The principle of compiling in simple language the C implementation of a simplified parser

Last Update:2018-07-29 Source: Internet

Author: User

Developer on Alibaba Coud: Build your first app with APIs, SDKs, and tutorials on the Alibaba Cloud. Read more ＞

Introduction

The compiler preprocessing, lexical analysis and lexical analyzer are introduced, and the task and process of parsing are also mentioned.

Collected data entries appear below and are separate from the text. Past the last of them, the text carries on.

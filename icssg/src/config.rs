//! Port, timeout and shared-RAM layout configuration.

use crate::error::{IcssgError, Result};

// ═══════════════════════════════════════════════════════════════════════════
// LIMITS
// ═══════════════════════════════════════════════════════════════════════════

/// TX channels per port, priority ordered (highest index = highest priority).
pub const PRUETH_MAX_TX_QUEUES: usize = 4;

/// Receive flows per slice.
pub const ICSSG_MAX_RFLOWS: usize = 8;

/// Descriptors per ring the channel pools are sized for.
pub const PRUETH_MAX_RING_DESCS: usize = 128;

/// Default ring size.
pub const PRUETH_DEFAULT_RING_DESCS: usize = 128;

/// Host descriptor stride (descriptor + EPIB + PS data, rounded).
pub const PRUETH_DESC_SIZE: usize = 128;

// ═══════════════════════════════════════════════════════════════════════════
// PORT CONFIGURATION
// ═══════════════════════════════════════════════════════════════════════════

/// Per-port data path configuration.
#[derive(Debug, Clone)]
pub struct PortConfig {
    /// Number of TX channels (1..=4).
    pub tx_ch_num: usize,
    /// Descriptors per TX ring.
    pub tx_descs: usize,
    /// Descriptors in the RX ring.
    pub rx_descs: usize,
    /// Receive flows in use (1..=8).
    pub rx_flows: usize,
    /// Receive pages allocated up front.
    pub page_count: usize,
    /// Bytes per receive page.
    pub page_size: usize,
    /// TX completion coalescing interval, 0 = off.
    pub tx_coalesce_usecs: u32,
    /// RX completion coalescing interval, 0 = off.
    pub rx_coalesce_usecs: u32,
    /// Request hardware TX timestamps for flagged packets.
    pub tx_ts_enabled: bool,
    /// Attach hardware RX timestamps to delivered frames.
    pub rx_ts_enabled: bool,
    /// First flow id assigned to this port by the DMA engine.
    pub rx_flow_id_base: u32,
}

impl Default for PortConfig {
    fn default() -> Self {
        Self {
            tx_ch_num: PRUETH_MAX_TX_QUEUES,
            tx_descs: PRUETH_DEFAULT_RING_DESCS,
            rx_descs: PRUETH_DEFAULT_RING_DESCS,
            rx_flows: 1,
            page_count: PRUETH_DEFAULT_RING_DESCS,
            page_size: 2048,
            tx_coalesce_usecs: 0,
            rx_coalesce_usecs: 0,
            tx_ts_enabled: false,
            rx_ts_enabled: false,
            rx_flow_id_base: 0,
        }
    }
}

impl PortConfig {
    /// Reject geometry the channels cannot be built with.
    pub fn validate(&self) -> Result<()> {
        if self.tx_ch_num == 0 || self.tx_ch_num > PRUETH_MAX_TX_QUEUES {
            return Err(IcssgError::InvalidConfig("tx_ch_num must be 1..=4"));
        }
        if self.tx_descs == 0 || self.tx_descs > PRUETH_MAX_RING_DESCS {
            return Err(IcssgError::InvalidConfig("tx_descs must be 1..=128"));
        }
        if self.rx_descs == 0 || self.rx_descs > PRUETH_MAX_RING_DESCS {
            return Err(IcssgError::InvalidConfig("rx_descs must be 1..=128"));
        }
        if self.rx_flows == 0 || self.rx_flows > ICSSG_MAX_RFLOWS {
            return Err(IcssgError::InvalidConfig("rx_flows must be 1..=8"));
        }
        if self.page_count < self.rx_descs {
            return Err(IcssgError::InvalidConfig("page_count below rx_descs"));
        }
        if self.page_size <= crate::swdata::PRUETH_HEADROOM {
            return Err(IcssgError::InvalidConfig("page_size leaves no room for data"));
        }
        Ok(())
    }
}

// ═══════════════════════════════════════════════════════════════════════════
// TIMEOUT CONFIGURATION
// ═══════════════════════════════════════════════════════════════════════════

/// Bounded waits, in microseconds.
#[derive(Debug, Clone, Copy)]
pub struct TimeoutConfig {
    /// Firmware command round-trip.
    pub cmd_timeout_us: u64,
    /// Pause between response queue polls.
    pub cmd_poll_us: u64,
    /// TX drain before teardown is forced.
    pub teardown_us: u64,
    /// Age after which an unresolved TX timestamp request is reaped.
    pub ts_reap_us: u64,
}

impl Default for TimeoutConfig {
    fn default() -> Self {
        Self {
            cmd_timeout_us: 20_000,
            cmd_poll_us: 2,
            teardown_us: 1_000_000,
            ts_reap_us: 1_000_000,
        }
    }
}

impl TimeoutConfig {
    /// Command timeout in milliseconds.
    #[inline]
    pub fn cmd_timeout_ms(&self) -> u64 {
        self.cmd_timeout_us / 1_000
    }

    pub fn validate(&self) -> Result<()> {
        if self.cmd_timeout_us == 0 || self.teardown_us == 0 {
            return Err(IcssgError::InvalidConfig("timeouts must be non-zero"));
        }
        if self.cmd_poll_us > self.cmd_timeout_us {
            return Err(IcssgError::InvalidConfig("poll interval exceeds timeout"));
        }
        Ok(())
    }
}

// ═══════════════════════════════════════════════════════════════════════════
// SHARED RAM LAYOUT
// ═══════════════════════════════════════════════════════════════════════════

/// Byte offsets of the host-visible structures in the shared RAM.
///
/// The firmware image fixes these; the defaults match the layout the
/// firmware build in use publishes.
#[derive(Debug, Clone, Copy)]
pub struct ShramLayout {
    /// VLAN table base, 4096 entries of `{fid_c1, fid}`.
    pub vlan_table: u32,
    /// Default VLAN word of the host port.
    pub host_pvid: u32,
    /// Default VLAN words of MII0/MII1, `port_pvid + 4 * slice`.
    pub port_pvid: u32,
    /// Firmware handshake status word, `fw_status + 4 * slice`.
    pub fw_status: u32,
    /// FDB lookup result bucket, `fdb_bucket + FDB_BUCKET_STRIDE * slice`.
    pub fdb_bucket: u32,
    /// Command buffers, `cmd_buffers + SLICE_STRIDE * slice`.
    pub cmd_buffers: u32,
    /// TX timestamp response buffers, `ts_buffers + SLICE_STRIDE * slice`.
    pub ts_buffers: u32,
    /// Command buffers per slice.
    pub cmd_buffer_count: u32,
    /// Timestamp response buffers per slice.
    pub ts_buffer_count: u32,
    /// Total shared RAM size.
    pub size: u32,
}

pub const VLAN_TABLE_ENTRIES: u32 = 4096;
pub const VLAN_ENTRY_SIZE: u32 = 2;
pub const FDB_BUCKET_STRIDE: u32 = 0x20;
pub const FDB_BUCKET_ENTRIES: u32 = 4;
pub const FDB_BUCKET_ENTRY_SIZE: u32 = 8;
pub const SLICE_STRIDE: u32 = 0x100;
pub const SHRAM_BUFFER_STRIDE: u32 = 0x20;

impl Default for ShramLayout {
    fn default() -> Self {
        Self {
            vlan_table: 0x0,
            host_pvid: 0x2000,
            port_pvid: 0x2004,
            fw_status: 0x2010,
            fdb_bucket: 0x2100,
            cmd_buffers: 0x2200,
            ts_buffers: 0x2400,
            cmd_buffer_count: 4,
            ts_buffer_count: 8,
            size: 0x4000,
        }
    }
}

impl ShramLayout {
    pub fn fw_status_offset(&self, slice: usize) -> u32 {
        self.fw_status + 4 * slice as u32
    }

    pub fn fdb_bucket_offset(&self, slice: usize) -> u32 {
        self.fdb_bucket + FDB_BUCKET_STRIDE * slice as u32
    }

    pub fn cmd_buffer_base(&self, slice: usize) -> u32 {
        self.cmd_buffers + SLICE_STRIDE * slice as u32
    }

    pub fn ts_buffer_base(&self, slice: usize) -> u32 {
        self.ts_buffers + SLICE_STRIDE * slice as u32
    }

    pub fn vlan_entry_offset(&self, vid: u16) -> u32 {
        self.vlan_table + VLAN_ENTRY_SIZE * vid as u32
    }

    /// Check that every structure fits in `size` and none overlap the table.
    pub fn validate(&self) -> Result<()> {
        let table_end = self.vlan_table + VLAN_TABLE_ENTRIES * VLAN_ENTRY_SIZE;
        let words = [self.host_pvid, self.port_pvid, self.fw_status, self.fdb_bucket];
        if words
            .iter()
            .any(|&off| off % 4 != 0 || (off >= self.vlan_table && off < table_end))
        {
            return Err(IcssgError::InvalidConfig("shram word inside VLAN table or misaligned"));
        }
        if self.cmd_buffer_count * SHRAM_BUFFER_STRIDE > SLICE_STRIDE
            || self.ts_buffer_count * SHRAM_BUFFER_STRIDE > SLICE_STRIDE
        {
            return Err(IcssgError::InvalidConfig("too many shram buffers per slice"));
        }
        let last = self.cmd_buffer_base(1).max(self.ts_buffer_base(1)) + SLICE_STRIDE;
        if last > self.size || table_end > self.size {
            return Err(IcssgError::InvalidConfig("shram layout exceeds region"));
        }
        Ok(())
    }
}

The input of parsing is the sequence of lexical elements, then according to the grammatical representation (expansion) of the language, using the finite state machine theory, the abstract syntax tree is generated, and then the intermediate code, that is, the three address code is traversed. This section, in an experimental way, looks at the intrinsic implementation mechanism of the parser.

5.1 Experimental Description

A recursive descent analysis program is developed to realize the grammar check and structure analysis of word sequences provided by the method of lexical analysis.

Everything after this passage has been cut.